_Dataset entries_
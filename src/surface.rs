use std::{ffi::c_void, sync::Arc};

use ash::{extensions::khr, vk};
use raw_window_handle::{HasDisplayHandle, HasWindowHandle, RawDisplayHandle, RawWindowHandle};

use crate::{
    error::{ContextError, Result},
    instance::Instance,
};

/// A presentable surface backed by a native window.
///
/// Holds the instance alive so the surface is always destroyed first.
pub struct Surface {
    pub handle: vk::SurfaceKHR,
    pub functions: khr::Surface,
    pub instance: Arc<Instance>,
}

impl Surface {
    pub fn new(
        window: &(impl HasWindowHandle + HasDisplayHandle),
        instance: &Arc<Instance>,
    ) -> Result<Self> {
        let window_handle = window
            .window_handle()
            .map_err(|err| ContextError::UnsupportedPlatform(err.to_string()))?
            .as_raw();
        let display_handle = window
            .display_handle()
            .map_err(|err| ContextError::UnsupportedPlatform(err.to_string()))?
            .as_raw();

        let entry = &instance.entry;
        let raw_instance = &instance.handle;
        let handle = match (display_handle, window_handle) {
            (RawDisplayHandle::Windows(_), RawWindowHandle::Win32(window_handle)) => {
                let hinstance = window_handle
                    .hinstance
                    .map_or(std::ptr::null(), |hinstance| hinstance.get() as *const c_void);
                let hwnd = window_handle.hwnd.get() as *const c_void;
                unsafe {
                    khr::Win32Surface::new(entry, raw_instance).create_win32_surface(
                        &vk::Win32SurfaceCreateInfoKHR::builder()
                            .hinstance(hinstance)
                            .hwnd(hwnd),
                        None,
                    )
                }
            }
            (RawDisplayHandle::Xlib(display), RawWindowHandle::Xlib(window_handle)) => {
                let dpy = display
                    .display
                    .map_or(std::ptr::null_mut(), |display| display.as_ptr());
                unsafe {
                    khr::XlibSurface::new(entry, raw_instance).create_xlib_surface(
                        &vk::XlibSurfaceCreateInfoKHR::builder()
                            .dpy(dpy.cast())
                            .window(window_handle.window),
                        None,
                    )
                }
            }
            (RawDisplayHandle::Xcb(display), RawWindowHandle::Xcb(window_handle)) => {
                let connection = display
                    .connection
                    .map_or(std::ptr::null_mut(), |connection| connection.as_ptr());
                unsafe {
                    khr::XcbSurface::new(entry, raw_instance).create_xcb_surface(
                        &vk::XcbSurfaceCreateInfoKHR::builder()
                            .connection(connection)
                            .window(window_handle.window.get()),
                        None,
                    )
                }
            }
            (RawDisplayHandle::Wayland(display), RawWindowHandle::Wayland(window_handle)) => unsafe {
                khr::WaylandSurface::new(entry, raw_instance).create_wayland_surface(
                    &vk::WaylandSurfaceCreateInfoKHR::builder()
                        .display(display.display.as_ptr())
                        .surface(window_handle.surface.as_ptr()),
                    None,
                )
            },
            (display, window) => {
                return Err(ContextError::UnsupportedPlatform(format!(
                    "{display:?} / {window:?}"
                )))
            }
        }
        .map_err(ContextError::SurfaceCreationFailed)?;

        let functions = khr::Surface::new(entry, raw_instance);
        log::info!("created window surface");
        Ok(Self {
            handle,
            functions,
            instance: instance.clone(),
        })
    }

    pub fn physical_device_support(
        &self,
        physical_device: vk::PhysicalDevice,
        queue_family_index: u32,
    ) -> Result<bool> {
        Ok(unsafe {
            self.functions.get_physical_device_surface_support(
                physical_device,
                queue_family_index,
                self.handle,
            )?
        })
    }
}

impl Drop for Surface {
    fn drop(&mut self) {
        unsafe { self.functions.destroy_surface(self.handle, None) };
    }
}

_Activity_
Look above for the line containing "fn drop(&mut self)". Return it and each line after it exactly, through the last line, and nothing more.

_Exercise answer_
    fn drop(&mut self) {
        unsafe { self.functions.destroy_surface(self.handle, None) };
    }
}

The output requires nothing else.